• _Work item_: Where does the string "match" appear in the records? Copy every line that contains it.

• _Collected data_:
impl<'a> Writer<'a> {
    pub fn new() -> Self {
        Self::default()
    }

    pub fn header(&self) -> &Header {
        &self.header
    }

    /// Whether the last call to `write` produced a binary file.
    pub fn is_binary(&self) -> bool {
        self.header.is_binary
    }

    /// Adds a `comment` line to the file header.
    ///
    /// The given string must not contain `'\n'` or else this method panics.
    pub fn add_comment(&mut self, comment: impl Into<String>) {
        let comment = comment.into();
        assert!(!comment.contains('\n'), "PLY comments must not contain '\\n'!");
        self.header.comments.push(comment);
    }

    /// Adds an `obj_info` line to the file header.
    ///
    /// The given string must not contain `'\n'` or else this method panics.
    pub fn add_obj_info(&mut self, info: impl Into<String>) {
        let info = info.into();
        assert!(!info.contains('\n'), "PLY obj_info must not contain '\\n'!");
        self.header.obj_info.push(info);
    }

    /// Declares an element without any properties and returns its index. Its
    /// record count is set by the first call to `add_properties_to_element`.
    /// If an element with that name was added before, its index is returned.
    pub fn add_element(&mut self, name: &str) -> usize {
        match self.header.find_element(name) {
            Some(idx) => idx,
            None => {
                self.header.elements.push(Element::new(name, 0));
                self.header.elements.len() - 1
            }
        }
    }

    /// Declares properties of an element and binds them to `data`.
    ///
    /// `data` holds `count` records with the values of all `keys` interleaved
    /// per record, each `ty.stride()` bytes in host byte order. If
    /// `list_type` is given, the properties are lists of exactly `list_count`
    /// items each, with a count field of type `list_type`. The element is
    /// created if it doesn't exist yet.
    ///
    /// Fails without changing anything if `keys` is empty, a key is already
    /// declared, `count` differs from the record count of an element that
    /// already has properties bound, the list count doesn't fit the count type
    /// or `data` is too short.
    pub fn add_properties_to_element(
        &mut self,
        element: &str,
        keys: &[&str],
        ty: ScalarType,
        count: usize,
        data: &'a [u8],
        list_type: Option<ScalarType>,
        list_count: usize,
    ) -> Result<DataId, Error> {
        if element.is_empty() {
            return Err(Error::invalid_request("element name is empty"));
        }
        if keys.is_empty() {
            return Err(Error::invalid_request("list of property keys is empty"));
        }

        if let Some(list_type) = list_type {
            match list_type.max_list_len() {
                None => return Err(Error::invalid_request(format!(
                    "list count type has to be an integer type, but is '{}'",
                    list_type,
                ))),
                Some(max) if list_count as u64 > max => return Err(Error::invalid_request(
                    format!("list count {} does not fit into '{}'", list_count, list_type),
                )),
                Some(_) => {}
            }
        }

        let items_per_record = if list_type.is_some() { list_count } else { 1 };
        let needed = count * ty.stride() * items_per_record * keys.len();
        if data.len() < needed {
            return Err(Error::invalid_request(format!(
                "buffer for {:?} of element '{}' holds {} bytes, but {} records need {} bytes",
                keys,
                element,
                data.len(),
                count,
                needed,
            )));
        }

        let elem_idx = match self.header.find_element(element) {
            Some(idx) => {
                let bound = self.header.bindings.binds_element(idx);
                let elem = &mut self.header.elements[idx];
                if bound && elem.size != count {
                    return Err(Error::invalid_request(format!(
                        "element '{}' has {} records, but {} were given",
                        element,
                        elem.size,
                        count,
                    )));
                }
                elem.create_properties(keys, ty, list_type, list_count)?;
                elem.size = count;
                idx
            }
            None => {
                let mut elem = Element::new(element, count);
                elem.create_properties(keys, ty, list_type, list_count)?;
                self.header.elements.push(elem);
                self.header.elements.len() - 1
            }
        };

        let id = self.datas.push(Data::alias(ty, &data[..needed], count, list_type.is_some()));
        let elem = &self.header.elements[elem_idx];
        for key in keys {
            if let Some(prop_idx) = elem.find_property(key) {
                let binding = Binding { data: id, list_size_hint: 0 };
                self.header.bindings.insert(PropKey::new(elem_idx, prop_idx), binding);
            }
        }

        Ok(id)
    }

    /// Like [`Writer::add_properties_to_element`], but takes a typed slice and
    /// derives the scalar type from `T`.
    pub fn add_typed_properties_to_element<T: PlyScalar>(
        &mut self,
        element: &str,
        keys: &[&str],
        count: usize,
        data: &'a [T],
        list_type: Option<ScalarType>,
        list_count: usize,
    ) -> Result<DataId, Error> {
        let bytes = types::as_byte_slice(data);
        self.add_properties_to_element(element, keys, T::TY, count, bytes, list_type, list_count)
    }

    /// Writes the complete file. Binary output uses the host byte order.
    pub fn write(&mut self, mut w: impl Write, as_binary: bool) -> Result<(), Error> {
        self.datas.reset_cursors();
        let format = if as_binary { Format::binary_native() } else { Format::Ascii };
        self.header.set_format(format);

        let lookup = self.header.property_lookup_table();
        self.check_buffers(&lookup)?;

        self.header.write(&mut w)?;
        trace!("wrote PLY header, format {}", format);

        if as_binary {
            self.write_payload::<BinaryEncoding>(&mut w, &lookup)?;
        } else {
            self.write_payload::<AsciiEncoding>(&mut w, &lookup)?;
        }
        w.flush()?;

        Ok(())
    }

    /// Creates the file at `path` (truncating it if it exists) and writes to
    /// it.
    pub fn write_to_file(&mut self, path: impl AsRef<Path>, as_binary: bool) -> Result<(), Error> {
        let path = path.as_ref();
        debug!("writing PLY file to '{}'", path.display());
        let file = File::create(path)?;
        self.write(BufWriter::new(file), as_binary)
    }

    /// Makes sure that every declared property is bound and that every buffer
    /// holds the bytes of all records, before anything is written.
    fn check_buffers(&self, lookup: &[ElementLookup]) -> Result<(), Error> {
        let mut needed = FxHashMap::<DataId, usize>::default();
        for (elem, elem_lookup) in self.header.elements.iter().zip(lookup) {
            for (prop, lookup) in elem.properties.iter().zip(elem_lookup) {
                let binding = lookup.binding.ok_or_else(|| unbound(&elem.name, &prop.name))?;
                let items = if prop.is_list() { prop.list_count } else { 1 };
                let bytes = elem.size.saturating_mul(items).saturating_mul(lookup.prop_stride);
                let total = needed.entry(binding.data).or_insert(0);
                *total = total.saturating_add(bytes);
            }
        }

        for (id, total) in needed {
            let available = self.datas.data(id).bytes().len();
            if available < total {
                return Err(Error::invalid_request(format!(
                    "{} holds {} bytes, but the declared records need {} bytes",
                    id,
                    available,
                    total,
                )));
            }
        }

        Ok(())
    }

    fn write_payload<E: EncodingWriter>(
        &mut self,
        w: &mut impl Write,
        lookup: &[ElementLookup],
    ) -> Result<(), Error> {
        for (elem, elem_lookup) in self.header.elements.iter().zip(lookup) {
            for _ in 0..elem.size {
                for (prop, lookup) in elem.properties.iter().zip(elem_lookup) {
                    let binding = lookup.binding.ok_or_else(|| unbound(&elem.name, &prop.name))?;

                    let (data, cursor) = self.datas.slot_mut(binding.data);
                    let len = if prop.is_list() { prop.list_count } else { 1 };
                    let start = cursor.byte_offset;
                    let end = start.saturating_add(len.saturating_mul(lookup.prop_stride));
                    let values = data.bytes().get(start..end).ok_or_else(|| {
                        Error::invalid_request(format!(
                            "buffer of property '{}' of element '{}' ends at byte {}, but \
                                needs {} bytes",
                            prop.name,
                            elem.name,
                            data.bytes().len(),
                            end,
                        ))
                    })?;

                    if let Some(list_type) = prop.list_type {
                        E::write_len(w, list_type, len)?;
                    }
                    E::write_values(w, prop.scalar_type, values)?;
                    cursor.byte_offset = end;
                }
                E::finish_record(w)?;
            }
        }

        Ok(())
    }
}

• _Finished task_:
        match self.header.find_element(name) {
            match list_type.max_list_len() {
        let elem_idx = match self.header.find_element(element) {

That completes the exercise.